Borderline is a fast, visual geography guessing game. No flags. No capitals. Just shape recognition and a timer that does not care about your feelings.
All country and territory outlines are visible. Perfect for learning about the countries of the world, and quiet confidence. Take all the time you need, no time penalty in this mode.
Only continent outlines are shown. You get context, not hand-holding. Great for building real map instincts without giving you the answer for free.
No outlines at all. Just the target shape floating in space. Pure cartographic nerve: if you know it, you know it — if you don’t, the guess count will tell on you.
No outlines, and only small islands and territories. Tiny landmasses, unfamiliar names, and “I swear I’ve seen this shape before” energy.
A fixed-view mode: no moving the map, no excuses. Built for maximum difficulty. (Coming soon)
Speed matters. Accuracy matters more.
Borderline runs a weekly leaderboard that rewards strong starts, not endless grinding. Every player gets a fair shot each week.

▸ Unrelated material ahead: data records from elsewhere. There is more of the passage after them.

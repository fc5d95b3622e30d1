use chrono::NaiveDateTime;
use serde::Serialize;

use crate::error::Result;
use crate::metrics::types::{AssigneePerformance, IssueAnalysis};
use crate::storage::repository;
use crate::storage::Database;

/// Snapshot of analysis and performance data handed to the query service.
#[derive(Debug, Clone, Default, PartialEq, Serialize)]
pub struct QueryContext {
    pub issues: Vec<ContextIssue>,
    pub assignees: Vec<ContextAssignee>,
}

#[derive(Debug, Clone, PartialEq, Serialize)]
#[serde(rename_all = "camelCase")]
pub struct ContextIssue {
    pub issue_key: String,
    pub project_key: String,
    pub summary: Option<String>,
    pub description: Option<String>,
    pub assignee_name: Option<String>,
    pub assignee_email: Option<String>,
    pub status: Option<String>,
    pub created_at: Option<NaiveDateTime>,
    pub resolved_at: Option<NaiveDateTime>,
    pub time_taken_hours: Option<f64>,
    pub total_cost: Option<f64>,
    pub efficiency_score: Option<f64>,
}

impl ContextIssue {
    pub fn is_completed(&self) -> bool {
        self.resolved_at.is_some()
    }
}

impl From<IssueAnalysis> for ContextIssue {
    fn from(issue: IssueAnalysis) -> Self {
        Self {
            issue_key: issue.issue_key,
            project_key: issue.project_key,
            summary: issue.summary,
            description: issue.description,
            assignee_name: issue.assignee_name,
            assignee_email: issue.assignee_email,
            status: issue.status,
            created_at: issue.created_at,
            resolved_at: issue.resolved_at,
            time_taken_hours: issue.time_taken_hours,
            total_cost: issue.total_cost,
            efficiency_score: issue.efficiency_score,
        }
    }
}

#[derive(Debug, Clone, PartialEq, Serialize)]
#[serde(rename_all = "camelCase")]
pub struct ContextAssignee {
    pub account_id: String,
    pub name: Option<String>,
    pub email: Option<String>,
    pub hourly_cost: f64,
    pub total_issues_completed: u64,
    pub average_time_hours: f64,
    pub average_efficiency_score: f64,
    pub total_cost_incurred: f64,
}

impl From<AssigneePerformance> for ContextAssignee {
    fn from(perf: AssigneePerformance) -> Self {
        Self {
            account_id: perf.account_id,
            name: perf.name,
            email: perf.email,
            hourly_cost: perf.hourly_cost,
            total_issues_completed: perf.total_issues_completed,
            average_time_hours: perf.average_time_hours,
            average_efficiency_score: perf.average_efficiency_score,
            total_cost_incurred: perf.total_cost_incurred,
        }
    }
}

impl QueryContext {
    pub fn new(issues: Vec<IssueAnalysis>, assignees: Vec<AssigneePerformance>) -> Self {
        Self {
            issues: issues.into_iter().map(ContextIssue::from).collect(),
            assignees: assignees.into_iter().map(ContextAssignee::from).collect(),
        }
    }
}

/// Read the issues (optionally one project's) and every assignee row.
pub async fn build_query_context(db: &Database, project_key: Option<&str>) -> Result<QueryContext> {
    let project_key = project_key.map(str::to_string);
    let (issues, assignees) = db
        .reader()
        .call(move |conn| {
            let issues = repository::list_issue_analysis(conn, project_key.as_deref())?;
            let assignees = repository::list_assignee_performance(conn)?;
            Ok::<_, rusqlite::Error>((issues, assignees))
        })
        .await?;
    Ok(QueryContext::new(issues, assignees))
}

Only your first 20 games of the week count towards the leaderboard. After that, you can keep playing as much as you like — your score just won’t affect the rankings.
This keeps the competition skill-based rather than time-based. Play smart early, then relax — or keep chasing personal glory.
Most geography games either drown you in hints or turn into trivia about capitals and flags. Borderline stays visual: you learn the world by recognising shapes.
If you want a game that makes you better at geography — not just better at guessing — start with Easy, then climb until the map fights back.
Borderline includes a wide range of territories and dependencies, not just fully sovereign states. A territory is a place that has a distinct geographic identity but is not a fully sovereign country. It’s governed by another country, at least for defence, foreign policy, or big-ticket decisions.
These appear across different difficulty levels, especially in Hard and Extreme modes. Territories are grouped into four categories:
The following territories are included:
British Overseas Territories - Anguilla, Bermuda, British Virgin Islands, Cayman Islands, Falkland Islands, Gibraltar, Montserrat, Pitcairn Islands, Saint Helena, Turks and Caicos Islands.
French Overseas Regions and Collectivities - French Guiana, Guadeloupe, Martinique, Mayotte, Réunion, Clipperton Island, French Polynesia, New Caledonia, Saint Barthélemy, Saint Martin, Saint Pierre and Miquelon, Wallis and Futuna.
United States Territories - American Samoa, Guam, Northern Mariana Islands, Puerto Rico, United States Virgin Islands.
Australian External Territories - Christmas Island, Cocos (Keeling) Islands, Norfolk Island, Heard Island and McDonald Islands.
Associated States and Other Pacific Territories - Tokelau, Cook Islands, Niue.
Polar and Remote Territories - Antarctica, Bouvet Island, Svalbard and Jan Mayen.
Nordic Territories - Greenland, Faroe Islands, Åland Islands.
Dutch Caribbean Territories - Aruba, Curaçao, Sint Maarten, Bonaire, Saba, Sint Eustatius.
Special Administrative Regions - Hong Kong, Macau.
East Asia - Taiwan.
Crown Dependencies - Jersey, Guernsey, Isle of Man.